Lifestyle Choices Greatly Reduce Head, Neck Cancer Risks

Though we hear more frequently about other types of cancers, head and neck cancers are still something to be on your radar.

Cancers of the head and neck are labeled by their location and type. The most common type is squamous cell carcinoma, says Sameep Kadakia, MD, of Premier ENT Associates, part of Premier Physician Network.

The squamous cells line the moist, mucosal surfaces — such as the inside of your mouth, throat, and nose — that are inside your head and neck.

“Cancers can occur in the oral cavity, including the tongue, jaw, mandible, and floor of the mouth,” Dr. Kadakia says. You can also get cancer in your tonsils, larynx, along the vocal cords, pharynx, esophagus, sinuses, nose, eyes, and even in your brain.

About 4 percent of all cancers in the U.S. are head and neck cancers, according to the American Cancer Society. An estimated 65,000 men and women were diagnosed with this type of cancer in 2017.

Causes and Symptoms

There isn’t a single cause of head and neck cancers, but there are risk factors connected with these cancers.

“If you look at risk factors, overwhelmingly for head and neck cancer, smoking and alcohol use are number one and number two in terms of things that increase people’s risk of getting head and neck cancer,” Dr. Kadakia says. “There’s also a synergistic effect of tobacco and alcohol, so number three is patients who use tobacco and alcohol together. They have a slightly higher risk than those who use just tobacco or just alcohol.”

Having human papillomavirus (HPV) has recently been found also to be a factor in increasing your risk of getting head and neck cancers.

HPV has played a role in the recent increase in head and neck cancer. Dr. Kadakia says many more young patients are being diagnosed with oro-pharyngeal cancers, which include tonsil cancer and cancer of the back of the tongue. And, more and more often, these cancers are linked to HPV.

The type of head or neck cancer you have will affect the type of symptoms you might have.

“Patients who have a cancer that’s beginning in their nose or their sinuses, initially they may not feel anything,” Dr. Kadakia says. “However, once the tumors become larger, they may complain of nose bleeds. They may complain of consistent nasal congestion. They may complain of nasal drainage.”

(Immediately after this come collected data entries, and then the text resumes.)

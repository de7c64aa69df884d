use thiserror::Error;

#[derive(Error, Debug)]
pub enum SpeechError {
    #[error("Speech engine not available: {0}")]
    EngineUnavailable(String),

    #[error("Unknown speech engine: {0}")]
    UnknownEngine(String),

    #[error("Engine failed: {0}")]
    EngineFailed(String),

    #[error("Pause and resume are not supported on this platform")]
    UnsupportedControl,

    #[error("IO error: {0}")]
    Io(#[from] std::io::Error),
}

pub type Result<T> = std::result::Result<T, SpeechError>;
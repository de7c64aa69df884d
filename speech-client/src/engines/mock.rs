//! Mock speech engine for testing
//!
//! Deterministic engine used to exercise playback control flow without
//! real speech hardware. In immediate mode every utterance finishes as
//! soon as it is spoken; in manual mode an utterance stays in flight until
//! the test driver completes it, and a completion that arrives while the
//! engine is paused is held back until resume, like a suspended process.

use std::collections::HashSet;
use std::sync::Mutex;

use async_trait::async_trait;
use tokio::sync::watch;

use crate::error::Result;
use crate::synth::{SpeakOutcome, SpeakRequest, SpeechSynth, Voice};

/// A scriptable speech engine for tests
pub struct MockSynth {
    state: Mutex<MockState>,
    events: watch::Sender<()>,
    manual: bool,
    voices: Vec<Voice>,
}

#[derive(Default)]
struct MockState {
    spoken: Vec<String>,
    next_id: u64,
    active_id: Option<u64>,
    paused: bool,
    completed: HashSet<u64>,
    cancelled: HashSet<u64>,
    pause_count: usize,
    resume_count: usize,
    cancel_count: usize,
}

impl MockSynth {
    /// Create an engine where every utterance completes immediately
    pub fn immediate() -> Self {
        Self::new(false)
    }

    /// Create an engine where utterances stay in flight until
    /// `complete_utterance` is called
    pub fn manual() -> Self {
        Self::new(true)
    }

    fn new(manual: bool) -> Self {
        let (events, _) = watch::channel(());
        Self {
            state: Mutex::new(MockState::default()),
            events,
            manual,
            voices: Vec::new(),
        }
    }

    /// Set the voices reported by `voices()`
    pub fn with_voices(mut self, voices: Vec<Voice>) -> Self {
        self.voices = voices;
        self
    }

    /// Texts spoken so far, in order
    pub fn spoken(&self) -> Vec<String> {
        self.state.lock().unwrap().spoken.clone()
    }

    /// Number of times pause() was called
    pub fn pause_count(&self) -> usize {
        self.state.lock().unwrap().pause_count
    }

    /// Number of times resume() was called
    pub fn resume_count(&self) -> usize {
        self.state.lock().unwrap().resume_count
    }

    /// Number of times cancel() was called
    pub fn cancel_count(&self) -> usize {
        self.state.lock().unwrap().cancel_count
    }

    /// Finish the in-flight utterance (manual mode).
    ///
    /// If the engine is paused the completion is delivered after resume.
    pub fn complete_utterance(&self) {
        {
            let mut state = self.state.lock().unwrap();
            if let Some(id) = state.active_id {
                state.completed.insert(id);
            }
        }
        let _ = self.events.send(());
    }

    /// Wait until at least `n` utterances have been started
    pub async fn wait_for_started(&self, n: usize) {
        let mut events = self.events.subscribe();
        loop {
            if self.state.lock().unwrap().spoken.len() >= n {
                return;
            }
            if events.changed().await.is_err() {
                return;
            }
        }
    }
}

#[async_trait]
impl SpeechSynth for MockSynth {
    async fn speak(&self, request: SpeakRequest) -> Result<SpeakOutcome> {
        let mut events = self.events.subscribe();
        let id = {
            let mut state = self.state.lock().unwrap();
            let id = state.next_id;
            state.next_id += 1;
            state.active_id = Some(id);
            state.spoken.push(request.text);
            id
        };
        let _ = self.events.send(());

        if !self.manual {
            let mut state = self.state.lock().unwrap();
            if state.active_id == Some(id) {
                state.active_id = None;
            }
            if state.cancelled.remove(&id) {
                return Ok(SpeakOutcome::Cancelled);
            }
            return Ok(SpeakOutcome::Finished);
        }

        loop {
            {
                let mut state = self.state.lock().unwrap();
                if state.cancelled.remove(&id) {
                    if state.active_id == Some(id) {
                        state.active_id = None;
                    }
                    return Ok(SpeakOutcome::Cancelled);
                }
                if state.completed.contains(&id) && !state.paused {
                    state.completed.remove(&id);
                    if state.active_id == Some(id) {
                        state.active_id = None;
                    }
                    return Ok(SpeakOutcome::Finished);
                }
            }
            if events.changed().await.is_err() {
                return Ok(SpeakOutcome::Cancelled);
            }
        }
    }

    async fn voices(&self) -> Result<Vec<Voice>> {
        Ok(self.voices.clone())
    }

    async fn pause(&self) -> Result<()> {
        {
            let mut state = self.state.lock().unwrap();
            state.paused = true;
            state.pause_count += 1;
        }
        let _ = self.events.send(());
        Ok(())
    }

    async fn resume(&self) -> Result<()> {
        {
            let mut state = self.state.lock().unwrap();
            state.paused = false;
            state.resume_count += 1;
        }
        let _ = self.events.send(());
        Ok(())
    }

    async fn cancel(&self) -> Result<()> {
        {
            let mut state = self.state.lock().unwrap();
            state.cancel_count += 1;
            state.paused = false;
            if let Some(id) = state.active_id.take() {
                state.cancelled.insert(id);
            }
        }
        let _ = self.events.send(());
        Ok(())
    }

    fn name(&self) -> &'static str {
        "mock"
    }

    fn is_available(&self) -> Result<()> {
        Ok(())
    }
}

#[cfg(test)]
mod tests {
    use std::sync::Arc;

    use super::*;

    fn request(text: &str) -> SpeakRequest {
        SpeakRequest {
            text: text.to_string(),
            voice: None,
        }
    }

    #[tokio::test]
    async fn test_immediate_speak_finishes() {
        let synth = MockSynth::immediate();
        let outcome = synth.speak(request("hello")).await.unwrap();
        assert_eq!(outcome, SpeakOutcome::Finished);
        assert_eq!(synth.spoken(), vec!["hello"]);
    }

    #[tokio::test]
    async fn test_manual_speak_waits_for_completion() {
        let synth = Arc::new(MockSynth::manual());
        let speaking = synth.clone();
        let task = tokio::spawn(async move { speaking.speak(request("hello")).await });

        synth.wait_for_started(1).await;
        synth.complete_utterance();

        let outcome = task.await.unwrap().unwrap();
        assert_eq!(outcome, SpeakOutcome::Finished);
    }

    #[tokio::test]
    async fn test_cancel_resolves_in_flight_utterance() {
        let synth = Arc::new(MockSynth::manual());
        let speaking = synth.clone();
        let task = tokio::spawn(async move { speaking.speak(request("hello")).await });

        synth.wait_for_started(1).await;
        synth.cancel().await.unwrap();

        let outcome = task.await.unwrap().unwrap();
        assert_eq!(outcome, SpeakOutcome::Cancelled);
        assert_eq!(synth.cancel_count(), 1);
    }

    #[tokio::test]
    async fn test_pause_holds_completion_until_resume() {
        let synth = Arc::new(MockSynth::manual());
        let speaking = synth.clone();
        let task = tokio::spawn(async move { speaking.speak(request("hello")).await });

        synth.wait_for_started(1).await;
        synth.pause().await.unwrap();
        synth.complete_utterance();

        for _ in 0..20 {
            tokio::task::yield_now().await;
        }
        assert!(!task.is_finished(), "completion should be held while paused");

        synth.resume().await.unwrap();
        let outcome = task.await.unwrap().unwrap();
        assert_eq!(outcome, SpeakOutcome::Finished);
        assert_eq!(synth.pause_count(), 1);
        assert_eq!(synth.resume_count(), 1);
    }

    #[tokio::test]
    async fn test_configured_voices() {
        let synth = MockSynth::immediate().with_voices(vec![Voice {
            id: "en".into(),
            name: "English".into(),
            language: "en".into(),
        }]);
        let voices = synth.voices().await.unwrap();
        assert_eq!(voices.len(), 1);
        assert_eq!(voices[0].id, "en");
    }
}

A tumor in your mouth, however, might cause:

  • Difficulty swallowing
  • Pain while chewing
  • Tongue pain
  • Weight loss

Symptoms for some head and neck cancers can seem very similar. So, once you start having symptoms or a persistent issue that’s bothering you, it’s important to visit your doctor and work to find the root cause.

Detection and Risk Reduction

Head and neck cancers are different from more common types of cancer — like breast cancer, for example — because there isn’t a specific screening to see if you have a type of head or neck cancer. Finding cancers of the head or neck oftentimes relies on routine physical exams and dental visits.

Once you’re been diagnosed with a form of head or neck cancer, your prognosis will depend on the type of cancer, how aggressive it is, and how early it was found.

“When things are detected at earlier stages, typically it’s a sign that the cancer hasn’t gotten very large, maybe it hasn’t gotten very aggressive,” Dr. Kadakia says. “What that means is that we can do more for you by being less aggressive.”

You can make lifestyle changes to help reduce your risk of getting head or neck cancers.

“One way to reduce the risk of head and neck cancer is smoking cessation and limiting alcohol intake,” Dr. Kadakia says. “As far as smoking goes, we know nowadays that smoking is related to many, many adverse things in the human body. Aside from that, we always recommend alcohol consumption in moderation.”